** Listed records **
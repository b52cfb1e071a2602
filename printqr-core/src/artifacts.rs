//! Output artifacts: filename generation and writing the label image, the
//! TOML record sidecar, and the most-recent-label history copy.

use std::fs;
use std::path::{Path, PathBuf};

use image::GrayImage;
use log::debug;
use serde::{Deserialize, Serialize};

use crate::config::ImageFormat;
use crate::error::{CoreError, CoreResult};
use crate::settings::TemplateContext;
use crate::template;

/// Post-processing applied to rendered filenames.
#[derive(Debug, Clone, Copy, PartialEq, Eq, Serialize, Deserialize)]
#[serde(rename_all = "kebab-case")]
pub enum StringTransform {
    Lowercase,
    SpacesToHyphens,
}

impl StringTransform {
    pub fn apply(self, text: &str) -> String {
        match self {
            StringTransform::Lowercase => text.to_lowercase(),
            StringTransform::SpacesToHyphens => text.replace(' ', "-"),
        }
    }
}

/// Renders the filename template and applies the configured transforms.
/// The result is trimmed and has no extension.
pub fn generate_basename(
    filename_template: &str,
    context: &TemplateContext,
    transforms: &[StringTransform],
) -> CoreResult<String> {
    let rendered = template::render(filename_template, context)?;
    let mut basename = rendered.trim().to_string();
    for transform in transforms {
        basename = transform.apply(&basename);
    }
    if basename.is_empty() {
        return Err(CoreError::PathError(format!(
            "filename template '{filename_template}' produced an empty name"
        )));
    }
    Ok(basename)
}

/// Where the artifacts of one generated label ended up.
#[derive(Debug, Clone)]
pub struct ArtifactPaths {
    pub image: PathBuf,
    pub record: PathBuf,
    pub history: Option<PathBuf>,
}

/// Writes the label image and its TOML record into `output_dir`, creating
/// the directory if needed. When `history_path` is given, the record is
/// also mirrored there (replacing the previous one).
pub fn write_artifacts(
    image: &GrayImage,
    record: &str,
    output_dir: &Path,
    basename: &str,
    format: ImageFormat,
    history_path: Option<&Path>,
) -> CoreResult<ArtifactPaths> {
    fs::create_dir_all(output_dir)?;

    let image_path = output_dir.join(format!("{basename}.{}", format.extension()));
    let record_path = output_dir.join(format!("{basename}.toml"));

    debug!("Writing label image to {}", image_path.display());
    image.save_with_format(&image_path, format.into())?;

    debug!("Writing settings record to {}", record_path.display());
    fs::write(&record_path, record)?;

    let history = match history_path {
        Some(path) => {
            if let Some(parent) = path.parent() {
                fs::create_dir_all(parent)?;
            }
            fs::write(path, record)?;
            Some(path.to_path_buf())
        }
        None => None,
    };

    Ok(ArtifactPaths {
        image: image_path,
        record: record_path,
        history,
    })
}

impl From<ImageFormat> for image::ImageFormat {
    fn from(format: ImageFormat) -> Self {
        match format {
            ImageFormat::Png => image::ImageFormat::Png,
            ImageFormat::Jpg => image::ImageFormat::Jpeg,
        }
    }
}

#[cfg(test)]
mod tests {
    use super::*;
    use image::Luma;
    use tempfile::TempDir;

    fn context() -> TemplateContext {
        let mut context = TemplateContext::new();
        context.insert("filament-name".to_string(), "Galaxy Black".to_string());
        context.insert("date".to_string(), "2026-01-01".to_string());
        context
    }

    #[test]
    fn transforms_apply_in_order() {
        let transforms = [StringTransform::Lowercase, StringTransform::SpacesToHyphens];
        let name = generate_basename("{filament-name}-{date}", &context(), &transforms).unwrap();
        assert_eq!(name, "galaxy-black-2026-01-01");
    }

    #[test]
    fn basename_is_trimmed() {
        let name = generate_basename("  {date}  ", &context(), &[]).unwrap();
        assert_eq!(name, "2026-01-01");
    }

    #[test]
    fn empty_basename_is_rejected() {
        assert!(matches!(
            generate_basename("   ", &context(), &[]),
            Err(CoreError::PathError(_))
        ));
    }

    #[test]
    fn writes_image_record_and_history() {
        let dir = TempDir::new().unwrap();
        let out = dir.path().join("labels");
        let history = dir.path().join("data").join("history.toml");
        let image = GrayImage::from_pixel(16, 16, Luma([255]));

        let paths = write_artifacts(
            &image,
            "[filament]\nname = \"PLA\"\n",
            &out,
            "pla-2026-01-01",
            ImageFormat::Png,
            Some(&history),
        )
        .unwrap();

        assert_eq!(paths.image, out.join("pla-2026-01-01.png"));
        assert_eq!(paths.record, out.join("pla-2026-01-01.toml"));
        assert!(paths.image.is_file());
        let record = fs::read_to_string(&paths.record).unwrap();
        assert!(record.contains("name = \"PLA\""));
        assert_eq!(fs::read_to_string(&history).unwrap(), record);
    }

    #[test]
    fn history_is_replaced_not_appended() {
        let dir = TempDir::new().unwrap();
        let history = dir.path().join("history.toml");
        let image = GrayImage::from_pixel(16, 16, Luma([255]));

        for record in ["first = 1\n", "second = 2\n"] {
            write_artifacts(
                &image,
                record,
                dir.path(),
                "label",
                ImageFormat::Png,
                Some(&history),
            )
            .unwrap();
        }

        assert_eq!(fs::read_to_string(&history).unwrap(), "second = 2\n");
    }

    #[test]
    fn jpg_extension_follows_format() {
        let dir = TempDir::new().unwrap();
        let image = GrayImage::from_pixel(16, 16, Luma([255]));
        let paths =
            write_artifacts(&image, "", dir.path(), "label", ImageFormat::Jpg, None).unwrap();
        assert_eq!(paths.image, dir.path().join("label.jpg"));
        assert!(paths.history.is_none());
    }
}
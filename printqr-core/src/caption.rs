//! Caption rendering: best-fit font sizing and compositing the two caption
//! lines under the QR image.
//!
//! Text measurement sits behind the [`MeasureText`] trait so the fitting
//! loop can be exercised without font assets. The default implementation
//! loads an embedded DejaVu Sans Mono face (free license), overridable via
//! the caption config.

use std::fs;
use std::path::Path;

use ab_glyph::{FontVec, PxScale};
use image::{GrayImage, Luma};
use imageproc::drawing::{draw_text_mut, text_size};

use crate::config::CaptionStyle;
use crate::error::{CoreError, CoreResult};

const EMBEDDED_FONT: &[u8] = include_bytes!("../assets/DejaVuSansMono-Bold.ttf");

/// Measures rendered line widths at a given font size.
pub trait MeasureText {
    fn line_width(&self, text: &str, size: u32) -> u32;
}

pub struct CaptionFont {
    font: FontVec,
}

impl CaptionFont {
    pub fn embedded() -> CoreResult<Self> {
        let font = FontVec::try_from_vec(EMBEDDED_FONT.to_vec())
            .map_err(|_| CoreError::Font("embedded caption font is invalid".to_string()))?;
        Ok(CaptionFont { font })
    }

    pub fn from_file(path: &Path) -> CoreResult<Self> {
        let bytes = fs::read(path)
            .map_err(|e| CoreError::Font(format!("failed to read {}: {e}", path.display())))?;
        let font = FontVec::try_from_vec(bytes)
            .map_err(|_| CoreError::Font(format!("{} is not a valid font", path.display())))?;
        Ok(CaptionFont { font })
    }

    /// Loads the configured font, falling back to the embedded one.
    pub fn load(style: &CaptionStyle) -> CoreResult<Self> {
        match &style.font {
            Some(path) => CaptionFont::from_file(path),
            None => CaptionFont::embedded(),
        }
    }
}

impl MeasureText for CaptionFont {
    fn line_width(&self, text: &str, size: u32) -> u32 {
        text_size(PxScale::from(size as f32), &self.font, text).0
    }
}

/// Result of the font-size search.
#[derive(Debug, Clone, Copy, PartialEq, Eq)]
pub struct FontFit {
    pub size: u32,
    /// True when the size had to shrink below the configured maximum, so
    /// the caller can warn.
    pub reduced: bool,
}

/// Finds the largest font size, starting at `font_size_max`, at which both
/// caption lines plus the quiet-zone margin fit the image width.
pub fn fit_font_size(
    measure: &impl MeasureText,
    image_width: u32,
    margin: u32,
    line_one: &str,
    line_two: &str,
    font_size_max: u32,
) -> CoreResult<FontFit> {
    let mut size = font_size_max;
    loop {
        let width = measure
            .line_width(line_one, size)
            .max(measure.line_width(line_two, size));

        if width + margin <= image_width {
            return Ok(FontFit {
                size,
                reduced: size < font_size_max,
            });
        }

        size -= 1;
        if size == 0 {
            return Err(CoreError::Caption(
                "no font size fits the caption text".to_string(),
            ));
        }
    }
}

/// Extends the QR image downward and draws both caption lines centered in
/// black on white.
pub fn compose(
    qr_image: &GrayImage,
    line_one: &str,
    line_two: &str,
    font: &CaptionFont,
    style: &CaptionStyle,
    border_px: u32,
) -> CoreResult<(GrayImage, FontFit)> {
    let width = qr_image.width();
    let fit = fit_font_size(font, width, border_px, line_one, line_two, style.font_size_max)?;

    let caption_height =
        style.padding_top + fit.size + style.line_spacing + fit.size + style.padding_bottom;
    let height = qr_image.height() + caption_height + border_px;

    let mut canvas = GrayImage::from_pixel(width, height, Luma([255]));
    image::imageops::replace(&mut canvas, qr_image, 0, 0);

    let scale = PxScale::from(fit.size as f32);
    let mut y = qr_image.height() + style.padding_top;

    for line in [line_one, line_two] {
        let line_width = font.line_width(line, fit.size);
        let x = width.saturating_sub(line_width) / 2;
        draw_text_mut(
            &mut canvas,
            Luma([0]),
            x as i32,
            y as i32,
            scale,
            &font.font,
            line,
        );
        y += fit.size + style.line_spacing;
    }

    Ok((canvas, fit))
}
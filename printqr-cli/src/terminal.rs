// printqr-cli/src/terminal.rs
//
// Styled terminal output helpers built on `console`.

use std::fmt::Display;
use std::path::Path;

use console::style;

/// Print a heading with clear separation
pub fn print_heading(text: &str) {
    let line = "=".repeat(50);
    println!("\n{}", style(&line).blue());
    println!("{}", style(format!(" {text} ")).bold());
    println!("{}\n", style(&line).blue());
}

/// Print a section heading (smaller than main heading)
pub fn print_section(text: &str) {
    let line = "-".repeat(40);
    println!("\n{}", style(&line).blue());
    println!("{}", style(format!(" {text} ")).bold());
    println!("{}", style(&line).blue());
}

/// Print an info line with label and value, with the label colored
pub fn print_info<T: Display>(label: &str, value: T) {
    println!("{}: {}", style(label).cyan(), value);
}

pub fn print_success(message: &str) {
    println!("{} {}", style("✓").green().bold(), message);
}

pub fn print_warning(message: &str) {
    println!("{} {}", style("!").yellow().bold(), style(message).yellow());
}

pub fn print_error(message: &str) {
    eprintln!("{} {}", style("Error:").red().bold(), message);
}

/// Path formatted for status lines.
pub fn display_path(path: &Path) -> String {
    style(path.display()).cyan().to_string()
}
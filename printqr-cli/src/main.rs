// printqr-cli/src/main.rs
//
// Entry point for the pqr binary: initializes logging, parses arguments,
// and dispatches to the command implementations.

use std::process;

use clap::Parser;
use printqr_cli::cli::{Cli, Commands};
use printqr_cli::commands::generate::{run_generate, SettingsSource};
use printqr_cli::commands::{edit, info, init};
use printqr_cli::terminal;

fn main() {
    let cli = Cli::parse();

    let default_level = if cli.debug { "debug" } else { "warn" };
    env_logger::Builder::from_env(env_logger::Env::default().default_filter_or(default_level))
        .format_timestamp(None)
        .init();

    let result = match &cli.command {
        Commands::Prompts(args) => run_generate(&args.generate, SettingsSource::Prompts, cli.debug),
        Commands::Args(args) => {
            let entries = args.entries();
            run_generate(&args.generate, SettingsSource::Flags(entries), cli.debug)
        }
        Commands::Encoded(args) => run_generate(
            &args.generate,
            SettingsSource::File(args.file.clone()),
            cli.debug,
        ),
        Commands::Init(args) => init::run_init(args),
        Commands::Edit => edit::run_edit(),
        Commands::Info(args) => info::run_info(&args.topic),
    };

    if let Err(e) = result {
        terminal::print_error(&format!("{e:#}"));
        process::exit(1);
    }
}
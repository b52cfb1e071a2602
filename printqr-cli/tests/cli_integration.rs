use std::error::Error;
use std::fs;

use assert_cmd::Command;
use predicates::str::contains;
use tempfile::tempdir;

// Helper function to get the path to the compiled binary. HOME points at a
// temp directory so no test touches the real user configuration.
fn pqr_cmd(home: &std::path::Path) -> Command {
    let mut cmd = Command::cargo_bin("pqr").expect("Failed to find pqr binary");
    cmd.env("HOME", home);
    cmd
}

#[test]
fn test_help_lists_subcommands() -> Result<(), Box<dyn Error>> {
    let home = tempdir()?;
    pqr_cmd(home.path())
        .arg("--help")
        .assert()
        .success()
        .stdout(contains("prompts"))
        .stdout(contains("encoded"))
        .stdout(contains("init"));
    Ok(())
}

#[test]
fn test_version_flag() -> Result<(), Box<dyn Error>> {
    let home = tempdir()?;
    pqr_cmd(home.path()).arg("--version").assert().success();
    pqr_cmd(home.path())
        .arg("-v")
        .assert()
        .success()
        .stdout(contains("pqr"));
    Ok(())
}

#[test]
fn test_args_generates_label_and_record() -> Result<(), Box<dyn Error>> {
    let home = tempdir()?;
    let output = tempdir()?;

    // stdin is not a terminal here, so the preview loop is skipped and the
    // label is generated directly.
    pqr_cmd(home.path())
        .arg("args")
        .arg("--filament-name")
        .arg("Galaxy Black")
        .arg("--slicer-nozzle-temp")
        .arg("215")
        .arg("--filename-template")
        .arg("{filament-name}")
        .arg("-o")
        .arg(output.path())
        .assert()
        .success();

    let image_path = output.path().join("galaxy-black.png");
    let record_path = output.path().join("galaxy-black.toml");
    assert!(image_path.is_file());
    let record = fs::read_to_string(record_path)?;
    assert!(record.contains("name = \"Galaxy Black\""));
    assert!(record.contains("nozzle-temp = 215"));
    Ok(())
}

#[test]
fn test_args_rejects_non_numeric_temperature() -> Result<(), Box<dyn Error>> {
    let home = tempdir()?;
    pqr_cmd(home.path())
        .arg("args")
        .arg("--slicer-nozzle-temp")
        .arg("warm")
        .assert()
        .failure()
        .stderr(contains("--slicer-nozzle-temp"));
    Ok(())
}

#[test]
fn test_encoded_reads_toml_file() -> Result<(), Box<dyn Error>> {
    let home = tempdir()?;
    let output = tempdir()?;
    let settings_file = home.path().join("spool.toml");
    fs::write(
        &settings_file,
        "[filament]\nname = \"PLA Red\"\nmaterial = \"PLA\"\n",
    )?;

    pqr_cmd(home.path())
        .arg("encoded")
        .arg(&settings_file)
        .arg("--filename-template")
        .arg("{filament-name}")
        .arg("-o")
        .arg(output.path())
        .assert()
        .success();

    assert!(output.path().join("pla-red.png").is_file());
    Ok(())
}

#[test]
fn test_encoded_rejects_unknown_setting() -> Result<(), Box<dyn Error>> {
    let home = tempdir()?;
    let settings_file = home.path().join("spool.toml");
    fs::write(&settings_file, "[filament]\nnope = \"x\"\n")?;

    pqr_cmd(home.path())
        .arg("encoded")
        .arg(&settings_file)
        .assert()
        .failure()
        .stderr(contains("unknown print setting"));
    Ok(())
}

#[test]
fn test_encoded_rejects_unsupported_extension() -> Result<(), Box<dyn Error>> {
    let home = tempdir()?;
    let settings_file = home.path().join("spool.yaml");
    fs::write(&settings_file, "filament:\n")?;

    pqr_cmd(home.path())
        .arg("encoded")
        .arg(&settings_file)
        .assert()
        .failure()
        .stderr(contains("expected a .toml or .json file"));
    Ok(())
}

#[test]
fn test_bad_filename_template_fails_eagerly() -> Result<(), Box<dyn Error>> {
    let home = tempdir()?;
    pqr_cmd(home.path())
        .arg("args")
        .arg("--filament-name")
        .arg("PLA")
        .arg("--filename-template")
        .arg("{nope}")
        .assert()
        .failure()
        .stderr(contains("unknown field 'nope'"));
    Ok(())
}

#[test]
fn test_bad_date_template_fails_eagerly() -> Result<(), Box<dyn Error>> {
    let home = tempdir()?;
    pqr_cmd(home.path())
        .arg("args")
        .arg("--date-template")
        .arg("%")
        .assert()
        .failure()
        .stderr(contains("invalid date template"));
    Ok(())
}

#[test]
fn test_init_creates_and_protects_config() -> Result<(), Box<dyn Error>> {
    let home = tempdir()?;
    let config_path = home.path().join(".pqr").join("config.toml");

    pqr_cmd(home.path()).arg("init").assert().success();
    assert!(config_path.is_file());
    let original = fs::read_to_string(&config_path)?;
    assert!(original.contains("[templates]"));

    // A second init without --force leaves the file alone.
    fs::write(&config_path, "[options]\nadd-caption = false\n")?;
    pqr_cmd(home.path())
        .arg("init")
        .assert()
        .success()
        .stdout(contains("already exists"));
    assert_eq!(
        fs::read_to_string(&config_path)?,
        "[options]\nadd-caption = false\n"
    );

    pqr_cmd(home.path()).arg("init").arg("--force").assert().success();
    assert_eq!(fs::read_to_string(&config_path)?, original);
    Ok(())
}

#[test]
fn test_generate_mirrors_history_after_init() -> Result<(), Box<dyn Error>> {
    let home = tempdir()?;
    let output = tempdir()?;

    pqr_cmd(home.path()).arg("init").assert().success();

    pqr_cmd(home.path())
        .arg("args")
        .arg("--filament-name")
        .arg("PETG Clear")
        .arg("--filename-template")
        .arg("{filament-name}")
        .arg("-o")
        .arg(output.path())
        .assert()
        .success();

    let history = fs::read_to_string(home.path().join(".pqr").join("history.toml"))?;
    assert!(history.contains("name = \"PETG Clear\""));
    Ok(())
}

#[test]
fn test_user_config_defaults_apply() -> Result<(), Box<dyn Error>> {
    let home = tempdir()?;
    let output = tempdir()?;
    let pqr_dir = home.path().join(".pqr");
    fs::create_dir_all(&pqr_dir)?;
    fs::write(
        pqr_dir.join("config.toml"),
        r#"
[templates]
filename = "{filament-material}"

[print-settings.filament]
material = "ASA"
"#,
    )?;

    pqr_cmd(home.path())
        .arg("args")
        .arg("-o")
        .arg(output.path())
        .assert()
        .success();

    assert!(output.path().join("asa.png").is_file());
    Ok(())
}

#[test]
fn test_ignore_defaults_skips_configured_values() -> Result<(), Box<dyn Error>> {
    let home = tempdir()?;
    let output = tempdir()?;
    let pqr_dir = home.path().join(".pqr");
    fs::create_dir_all(&pqr_dir)?;
    fs::write(
        pqr_dir.join("config.toml"),
        "[print-settings.filament]\nbrand = \"Prusament\"\n",
    )?;

    pqr_cmd(home.path())
        .arg("args")
        .arg("--filament-name")
        .arg("PLA")
        .arg("--ignore-defaults")
        .arg("--filename-template")
        .arg("{filament-name}")
        .arg("-o")
        .arg(output.path())
        .assert()
        .success();

    let record = fs::read_to_string(output.path().join("pla.toml"))?;
    assert!(record.contains("brand = \"\""));
    Ok(())
}

#[test]
fn test_bad_config_override_fails_even_with_ignore_defaults() -> Result<(), Box<dyn Error>> {
    let home = tempdir()?;
    let pqr_dir = home.path().join(".pqr");
    fs::create_dir_all(&pqr_dir)?;
    fs::write(
        pqr_dir.join("config.toml"),
        "[print-settings.filament]\ncolour = \"red\"\n",
    )?;

    // The override is checked at config load, not at apply time, so
    // skipping the defaults does not let a malformed config through.
    pqr_cmd(home.path())
        .arg("args")
        .arg("--filament-name")
        .arg("PLA")
        .arg("--ignore-defaults")
        .assert()
        .failure()
        .stderr(contains("unknown print setting 'filament-colour'"));
    Ok(())
}

#[test]
fn test_compact_encoding_flag() -> Result<(), Box<dyn Error>> {
    let home = tempdir()?;
    let output = tempdir()?;

    pqr_cmd(home.path())
        .arg("args")
        .arg("--filament-name")
        .arg("PLA")
        .arg("--filament-brand")
        .arg("Prusament")
        .arg("-e")
        .arg("compact")
        .arg("--no-caption")
        .arg("--filename-template")
        .arg("{filament-name}")
        .arg("-o")
        .arg(output.path())
        .assert()
        .success();

    assert!(output.path().join("pla.png").is_file());
    Ok(())
}

#[test]
fn test_info_fields_table() -> Result<(), Box<dyn Error>> {
    let home = tempdir()?;
    pqr_cmd(home.path())
        .arg("info")
        .arg("fields")
        .assert()
        .success()
        .stdout(contains("{filament-name}"))
        .stdout(contains("{slicer-nozzle-temp}°C"))
        .stdout(contains("{printer-nozzle-size}mm"))
        .stdout(contains("nt"));
    Ok(())
}

#[test]
fn test_info_date_reference() -> Result<(), Box<dyn Error>> {
    let home = tempdir()?;
    pqr_cmd(home.path())
        .arg("info")
        .arg("date")
        .assert()
        .success()
        .stdout(contains("%Y"))
        .stdout(contains("%Y-%m-%d"));
    Ok(())
}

** Required action **
Copy every line above that holds the word "false".

** Solution to this exercise **
    fs::write(&config_path, "[options]\nadd-caption = false\n")?;
        "[options]\nadd-caption = false\n"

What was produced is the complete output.